In his "Tractatus Logico-Philosophicus", Ludwig Wittgenstein writes that "roughly speaking: to say of two things that they are identical is nonsense, and to say of one thing that it is identical with itself is to say nothing."

In the formal logic of analytical philosophy, the law of identity is written "a = a" or "For all x: x = x", where a or x refer to a singular term rather than a proposition, and thus the law of identity is not used in propositional logic.

====Continental====

Martin Heidegger gave a talk in 1957 entitled "Der Satz der Identität" (The Statement of Identity), where he linked the law of identity "A=A" to the Parmenides' fragment "to gar auto estin noien te kai einai" (for the same thing can be thought and can exist). Heidegger thus understands identity starting from the relationship of Thinking and Being, and from the belonging-together of Thinking and Being.

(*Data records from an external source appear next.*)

//! Command implementations and argument parsing for the taproot CLI.

use std::fs::File;
use std::io::{self, BufRead, BufReader, Write};
use std::path::{Path, PathBuf};

use clap::{Args, Parser, Subcommand, ValueEnum};
use taproot_core::{
    EdgeSort, MstAlgorithm, SourceError, TaprootBuilder, TaprootError, TieBreak, VectorSet,
    VectorSource,
};
use thiserror::Error;
use tracing::{Span, field, info, instrument};

/// Top-level CLI options parsed by [`clap`].
#[derive(Debug, Parser, Clone)]
#[command(
    name = "taproot",
    about = "Compress equal-length vectors as deltas along a minimum spanning tree."
)]
pub struct Cli {
    /// Command to execute.
    #[command(subcommand)]
    pub command: Command,
}

/// Supported CLI commands.
#[derive(Debug, Subcommand, Clone)]
pub enum Command {
    /// Compress a file of vectors and report the storage figures.
    Compress(CompressCommand),
}

/// Options accepted by the `compress` command.
#[derive(Debug, Args, Clone)]
pub struct CompressCommand {
    /// Text file with one vector per line, as whitespace-separated integers.
    pub path: PathBuf,

    /// Minimum spanning tree engine.
    #[arg(long, value_enum, default_value_t = AlgorithmArg::PrimHeap)]
    pub algorithm: AlgorithmArg,

    /// Tie-break between equally light edges (Prim engines only).
    #[arg(long = "tie-break", value_enum, default_value_t = TieBreakArg::Shallow)]
    pub tie_break: TieBreakArg,

    /// Edge ordering used by Kruskal.
    #[arg(long = "edge-sort", value_enum, default_value_t = EdgeSortArg::Stable)]
    pub edge_sort: EdgeSortArg,

    /// Vector the Prim engines and the centroid search start from.
    #[arg(long, default_value_t = 0)]
    pub start: usize,

    /// Override name for the vector source (defaults to the file stem).
    #[arg(long)]
    pub name: Option<String>,

    /// Decode every vector after compressing and fail on any mismatch.
    #[arg(long)]
    pub verify: bool,
}

/// MST engines selectable on the command line.
#[derive(Debug, Clone, Copy, PartialEq, Eq, ValueEnum)]
pub enum AlgorithmArg {
    /// Sort plus union-find.
    Kruskal,
    /// Naive Prim.
    Prim,
    /// Prim with a heap fringe.
    PrimHeap,
}

impl From<AlgorithmArg> for MstAlgorithm {
    fn from(value: AlgorithmArg) -> Self {
        match value {
            AlgorithmArg::Kruskal => Self::Kruskal,
            AlgorithmArg::Prim => Self::Prim,
            AlgorithmArg::PrimHeap => Self::PrimHeap,
        }
    }
}

/// Tie-break policies selectable on the command line.
#[derive(Debug, Clone, Copy, PartialEq, Eq, ValueEnum)]
pub enum TieBreakArg {
    /// First minimum-weight candidate.
    Minimum,
    /// Prefer the candidate with the busiest new endpoint.
    Shallow,
}

impl From<TieBreakArg> for TieBreak {
    fn from(value: TieBreakArg) -> Self {
        match value {
            TieBreakArg::Minimum => Self::Minimum,
            TieBreakArg::Shallow => Self::Shallow,
        }
    }
}

/// Kruskal edge orderings selectable on the command line. Presorted input is
/// not offered because generated edges are never sorted.
#[derive(Debug, Clone, Copy, PartialEq, Eq, ValueEnum)]
pub enum EdgeSortArg {
    /// Stable comparison sort.
    Stable,
    /// In-place heapsort.
    Heapsort,
}

impl From<EdgeSortArg> for EdgeSort {
    fn from(value: EdgeSortArg) -> Self {
        match value {
            EdgeSortArg::Stable => Self::Stable,
            EdgeSortArg::Heapsort => Self::Heapsort,
        }
    }
}

/// Errors surfaced while executing CLI commands.
#[derive(Debug, Error)]
pub enum CliError {
    /// File I/O failed while reading the input.
    #[error("failed to read `{path}`: {source}")]
    Io {
        /// Path that triggered the failure.
        path: PathBuf,
        /// Underlying operating system error.
        #[source]
        source: io::Error,
    },
    /// A token on an input line is not an integer.
    #[error("line {line}: `{token}` is not an integer")]
    InvalidToken {
        /// One-based line number.
        line: usize,
        /// Offending token.
        token: String,
    },
    /// The input lines have different lengths.
    #[error(transparent)]
    Source(#[from] SourceError),
    /// The compression pipeline failed.
    #[error(transparent)]
    Core(#[from] TaprootError),
    /// `--verify` found vectors that did not decode to their input.
    #[error("{count} vectors failed to round-trip; first mismatch at vector {first}")]
    VerificationFailed {
        /// Number of mismatching vectors.
        count: usize,
        /// Lowest mismatching vector index.
        first: usize,
    },
}

/// Summarises the outcome of a `compress` run.
#[derive(Debug, Clone, PartialEq)]
pub struct ExecutionSummary {
    /// Name of the vector source.
    pub source_name: String,
    /// Number of vectors.
    pub vectors: usize,
    /// Length of every vector.
    pub dimension: usize,
    /// Total Hamming distance along the spanning tree.
    pub mst_cost: f64,
    /// Index of the vector stored verbatim.
    pub centroid: usize,
    /// Longest reconstruction chain.
    pub tree_height: usize,
    /// Scalars in the uncompressed input.
    pub original_len: usize,
    /// Scalars in the storage matrix.
    pub stored_len: usize,
    /// `1 - stored/original`.
    pub reduction: f64,
    /// Whether `--verify` decoded every vector successfully.
    pub verified: bool,
}

/// Executes the CLI command represented by `cli`.
///
/// # Errors
/// Returns [`CliError`] when reading, compressing or verifying fails.
///
/// # Examples
/// ```
/// # use std::error::Error;
/// # use taproot_cli::cli::{
/// #     AlgorithmArg, Cli, Command, CompressCommand, EdgeSortArg, TieBreakArg, run_cli,
/// # };
/// # use tempfile::NamedTempFile;
/// #
/// # fn main() -> Result<(), Box<dyn Error>> {
/// let file = NamedTempFile::new()?;
/// std::fs::write(file.path(), "0 0 0\n0 0 1\n1 0 1\n")?;
/// let cli = Cli {
///     command: Command::Compress(CompressCommand {
///         path: file.path().to_path_buf(),
///         algorithm: AlgorithmArg::PrimHeap,
///         tie_break: TieBreakArg::Shallow,
///         edge_sort: EdgeSortArg::Stable,
///         start: 0,
///         name: Some("chain".into()),
///         verify: true,
///     }),
/// };
/// let summary = run_cli(cli)?;
/// assert_eq!(summary.centroid, 1);
/// assert!(summary.verified);
/// # Ok(())
/// # }
/// ```
#[instrument(name = "cli.run", err, skip(cli), fields(command = field::Empty))]
pub fn run_cli(cli: Cli) -> Result<ExecutionSummary, CliError> {
    match cli.command {
        Command::Compress(compress) => {
            Span::current().record("command", field::display("compress"));
            run_compress(compress)
        }
    }
}

#[instrument(
    name = "cli.compress",
    err,
    skip(command),
    fields(
        path = %command.path.display(),
        algorithm = ?command.algorithm,
        tie_break = ?command.tie_break,
        start = command.start,
        verify = command.verify,
    ),
)]
pub(super) fn run_compress(command: CompressCommand) -> Result<ExecutionSummary, CliError> {
    let taproot = TaprootBuilder::new()
        .with_algorithm(command.algorithm.into())
        .with_tie_break(command.tie_break.into())
        .with_edge_sort(command.edge_sort.into())
        .with_start(command.start)
        .build()?;

    let name = derive_source_name(&command.path, command.name.as_deref());
    let source = VectorSet::new(name, read_vectors(&command.path)?)?;
    let compression = taproot.compress(&source)?;

    let verified = if command.verify {
        let mismatches = compression.mismatches(source.as_slice())?;
        if let Some(&first) = mismatches.first() {
            return Err(CliError::VerificationFailed {
                count: mismatches.len(),
                first,
            });
        }
        true
    } else {
        false
    };

    let matrix = compression.matrix();
    let summary = ExecutionSummary {
        source_name: source.name().to_owned(),
        vectors: source.len(),
        dimension: source.dimension(),
        mst_cost: compression.spanning_tree().cost(),
        centroid: compression.centroid(),
        tree_height: compression.rooted_tree().height(),
        original_len: matrix.original_len(),
        stored_len: matrix.stored_len(),
        reduction: matrix.storage_reduction(),
        verified,
    };
    info!(
        source = summary.source_name.as_str(),
        stored = summary.stored_len,
        original = summary.original_len,
        "command completed"
    );
    Ok(summary)
}

/// Parses every non-blank line of `path` as a vector of integers.
#[instrument(name = "cli.read_vectors", err, fields(path = %path.display()))]
pub(super) fn read_vectors(path: &Path) -> Result<Vec<Vec<i64>>, CliError> {
    let io_error = |source: io::Error| CliError::Io {
        path: path.to_path_buf(),
        source,
    };
    let reader = BufReader::new(File::open(path).map_err(io_error)?);
    let mut vectors = Vec::new();
    for (index, line) in reader.lines().enumerate() {
        let line = line.map_err(io_error)?;
        if line.trim().is_empty() {
            continue;
        }
        vectors.push(parse_line(index + 1, &line)?);
    }
    Ok(vectors)
}

pub(super) fn parse_line(line: usize, text: &str) -> Result<Vec<i64>, CliError> {
    text.split_whitespace()
        .map(|token| {
            token.parse().map_err(|_| CliError::InvalidToken {
                line,
                token: token.to_owned(),
            })
        })
        .collect()
}

pub(super) fn derive_source_name(path: &Path, override_name: Option<&str>) -> String {
    if let Some(name) = override_name {
        return name.to_owned();
    }

    path.file_stem()
        .and_then(|value| value.to_str())
        .map_or_else(|| "vectors".to_owned(), ToOwned::to_owned)
}

/// Renders `summary` to `writer` as `key: value` lines.
///
/// # Errors
/// Returns [`io::Error`] if writing to the supplied writer fails.
///
/// # Examples
/// ```
/// # use std::error::Error;
/// # use taproot_cli::cli::{ExecutionSummary, render_summary};
/// #
/// # fn main() -> Result<(), Box<dyn Error>> {
/// let summary = ExecutionSummary {
///     source_name: "demo".into(),
///     vectors: 3,
///     dimension: 3,
///     mst_cost: 2.0,
///     centroid: 1,
///     tree_height: 1,
///     original_len: 9,
///     stored_len: 9,
///     reduction: 0.0,
///     verified: false,
/// };
/// let mut buffer = Vec::new();
/// render_summary(&summary, &mut buffer)?;
/// let text = String::from_utf8(buffer)?;
/// assert!(text.starts_with("source: demo\n"));
/// assert!(text.contains("reduction: 0.00%\n"));
/// # Ok(())
/// # }
/// ```
pub fn render_summary(summary: &ExecutionSummary, mut writer: impl Write) -> io::Result<()> {
    writeln!(writer, "source: {}", summary.source_name)?;
    writeln!(writer, "vectors: {}", summary.vectors)?;
    writeln!(writer, "dimension: {}", summary.dimension)?;
    writeln!(writer, "mst cost: {}", summary.mst_cost)?;
    writeln!(writer, "centroid: {}", summary.centroid)?;
    writeln!(writer, "tree height: {}", summary.tree_height)?;
    writeln!(writer, "original scalars: {}", summary.original_len)?;
    writeln!(writer, "stored scalars: {}", summary.stored_len)?;
    writeln!(writer, "reduction: {:.2}%", summary.reduction * 100.0)?;
    if summary.verified {
        writeln!(writer, "verified: all vectors round-trip")?;
    }
    Ok(())
}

Gilles Deleuze wrote that "Difference and Repetition" is prior to any concept of identity.

== Modern logic ==

In first-order logic, identity (or equality) is represented as a two-place predicate, or relation, =. Identity is a relation on individuals. It is not a relation between propositions, and is not concerned with the meaning of propositions, nor with equivocation. The law of identity can be expressed as $\forall x (x = x)$, where x is a variable ranging over the domain of all individuals. In logic, there are various different ways identity can be handled. In first-order logic with identity, identity is treated as a logical constant and its axioms are part of the logic itself. Under this convention, the law of identity is a logical truth.

In first-order logic without identity, identity is treated as an interpretable predicate and its axioms are supplied by the theory. This allows a broader equivalence relation to be used that may allow a = b to be satisfied by distinct individuals a and b. Under this convention, a model is said to be normal when no distinct individuals a and b satisfy a = b.

One example of a logic that restricts the law of identity in this way is Schrödinger logic.